» **Instructions for the task**: Line tally for the word "return": count the lines below that contain it and reply with the number alone.

» **Exercise inputs**:
__________

use std::path::{Component, Path, PathBuf};

use crate::annotations::json::parse_annotations;
use crate::annotations::model::AnnotationSet;
use crate::foundation::error::{VidsumError, VidsumResult};

/// Storage collaborator: where annotations and videos come from and where outputs go.
pub trait MediaStore {
    /// Make the video at `uri` available as a local file for the lifetime of the lease.
    fn fetch_video(&self, uri: &str) -> VidsumResult<LocalMedia>;

    fn read_annotations(&self, uri: &str) -> VidsumResult<AnnotationSet>;

    fn write_output(&self, bytes: &[u8], destination: &str, content_type: &str)
    -> VidsumResult<()>;
}

/// Scoped local copy of a fetched video.
///
/// The copy lives in a private temporary directory that is removed when the lease is dropped,
/// on every exit path.
#[derive(Debug)]
pub struct LocalMedia {
    dir: tempfile::TempDir,
    path: PathBuf,
}

impl LocalMedia {
    /// Copy `source` into a fresh temporary directory.
    pub fn copy_from(source: &Path) -> VidsumResult<Self> {
        if !source.is_file() {
            return Err(VidsumError::storage(format!(
                "video '{}' does not exist",
                source.display()
            )));
        }
        let file_name = source.file_name().ok_or_else(|| {
            VidsumError::storage(format!("video path '{}' has no file name", source.display()))
        })?;
        let dir = tempfile::Builder::new()
            .prefix("vidsum-")
            .tempdir()
            .map_err(|e| VidsumError::storage(format!("failed to create temp dir: {e}")))?;
        let path = dir.path().join(file_name);
        std::fs::copy(source, &path).map_err(|e| {
            VidsumError::storage(format!("failed to copy '{}': {e}", source.display()))
        })?;
        tracing::debug!(src = %source.display(), dst = %path.display(), "fetched video");
        Ok(Self { dir, path })
    }

    pub fn path(&self) -> &Path {
        &self.path
    }

    pub fn dir(&self) -> &Path {
        self.dir.path()
    }
}

/// Local-filesystem store: URIs are file paths.
///
/// Outputs are written at their destination path, or mirrored under `output_root` when set.
#[derive(Clone, Debug, Default)]
pub struct LocalStore {
    output_root: Option<PathBuf>,
}

impl LocalStore {
    pub fn new() -> Self {
        Self::default()
    }

    pub fn with_output_root(output_root: impl Into<PathBuf>) -> Self {
        Self {
            output_root: Some(output_root.into()),
        }
    }

    pub fn output_root(&self) -> Option<&Path> {
        self.output_root.as_deref()
    }

    /// Where `destination` lands on disk.
    pub fn resolve_output(&self, destination: &str) -> VidsumResult<PathBuf> {
        match &self.output_root {
            None => Ok(PathBuf::from(destination)),
            Some(root) => Ok(root.join(mirror_rel_path(destination)?)),
        }
    }
}

impl MediaStore for LocalStore {
    fn fetch_video(&self, uri: &str) -> VidsumResult<LocalMedia> {
        LocalMedia::copy_from(Path::new(uri))
    }

    fn read_annotations(&self, uri: &str) -> VidsumResult<AnnotationSet> {
        let bytes = std::fs::read(uri).map_err(|e| {
            VidsumError::storage(format!("failed to read annotations '{uri}': {e}"))
        })?;
        parse_annotations(&bytes)
    }

    fn write_output(
        &self,
        bytes: &[u8],
        destination: &str,
        content_type: &str,
    ) -> VidsumResult<()> {
        let path = self.resolve_output(destination)?;
        ensure_parent_dir(&path)?;
        std::fs::write(&path, bytes).map_err(|e| {
            VidsumError::storage(format!("failed to write '{}': {e}", path.display()))
        })?;
        tracing::debug!(path = %path.display(), content_type, bytes = bytes.len(), "wrote output");
        Ok(())
    }
}

pub fn ensure_parent_dir(path: &Path) -> VidsumResult<()> {
    if let Some(parent) = path.parent() {
        use anyhow::Context as _;
        std::fs::create_dir_all(parent)
            .with_context(|| format!("failed to create output directory '{}'", parent.display()))?;
    }
    Ok(())
}

/// Relative form of `destination`: root, prefix, `.` and `..` components are dropped so the
/// result always stays under the output root.
fn mirror_rel_path(destination: &str) -> VidsumResult<PathBuf> {
    let rel: PathBuf = Path::new(destination)
        .components()
        .filter_map(|c| match c {
            Component::Normal(part) => Some(part),
            _ => None,
        })
        .collect();
    if rel.as_os_str().is_empty() {
        return Err(VidsumError::storage(format!(
            "output destination '{destination}' has no file name"
        )));
    }
    Ok(rel)
}

#[cfg(test)]
mod tests {
    use super::*;

    #[test]
    fn lease_removes_its_copy_on_drop() {
        let src_dir = tempfile::tempdir().unwrap();
        let src = src_dir.path().join("clip.mp4");
        std::fs::write(&src, b"not really a video").unwrap();

        let media = LocalStore::new().fetch_video(src.to_str().unwrap()).unwrap();
        let copy = media.path().to_path_buf();
        let dir = media.dir().to_path_buf();
        assert_eq!(std::fs::read(&copy).unwrap(), b"not really a video");
        assert_ne!(copy, src);

        drop(media);
        assert!(!dir.exists());
        assert!(src.exists());
    }

    #[test]
    fn missing_videos_are_storage_errors() {
        let err = LocalStore::new()
            .fetch_video("no/such/clip.mp4")
            .unwrap_err();
        assert!(matches!(err, VidsumError::Storage(_)));
    }

    #[test]
    fn outputs_are_mirrored_under_the_root() {
        let out = tempfile::tempdir().unwrap();
        let store = LocalStore::with_output_root(out.path());
        store
            .write_output(b"png", "/videos/../clips/cat.mp4.000_shot.png", "image/png")
            .unwrap();
        let written = out.path().join("videos/clips/cat.mp4.000_shot.png");
        assert_eq!(std::fs::read(written).unwrap(), b"png");
        assert!(store.resolve_output("/").is_err());
    }

    #[test]
    fn unreadable_annotations_are_storage_errors() {
        let err = LocalStore::new()
            .read_annotations("no/such/clip.mp4.json")
            .unwrap_err();
        assert!(matches!(err, VidsumError::Storage(_)));
    }
}
//! Annotation input: data model, JSON wire format and filtering.

pub mod filter;
pub mod json;
pub mod model;
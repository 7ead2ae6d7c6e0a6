// Coordinators layer - Workflow orchestration
//
// Coordinators compose store and provider operations for specific API
// endpoints. Each public operation owns exactly one database transaction.

pub mod club_coordinator;
pub mod tag_coordinator;
pub mod user_coordinator;

pub use club_coordinator::ClubCoordinator;
pub use tag_coordinator::TagCoordinator;
pub use user_coordinator::UserCoordinator;
// Providers layer - Work performers and business logic
//
// Providers contain business logic and provide composable operations that
// coordinators can orchestrate.

pub mod authentication_provider;
pub mod clock;
pub mod crypto_provider;
pub mod session_provider;

pub use authentication_provider::AuthenticationProvider;
pub use clock::{Clock, ManualClock, SystemClock};
pub use crypto_provider::CryptoProvider;
pub use session_provider::SessionProvider;
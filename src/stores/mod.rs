// Stores layer - Data access over a caller-supplied connection or transaction
pub mod club_store;
pub mod favorite_store;
pub mod tag_store;
pub mod user_store;

pub use club_store::ClubStore;
pub use favorite_store::FavoriteStore;
pub use tag_store::TagStore;
pub use user_store::UserStore;
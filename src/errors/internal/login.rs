use thiserror::Error;

#[derive(Error, Debug)]
pub enum LoginError {
    #[error("Password incorrect")]
    IncorrectPassword,
    #[error("Email not found: {email}")]
    UnknownEmail { email: String },
}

__________

» **Reply to the task**: 2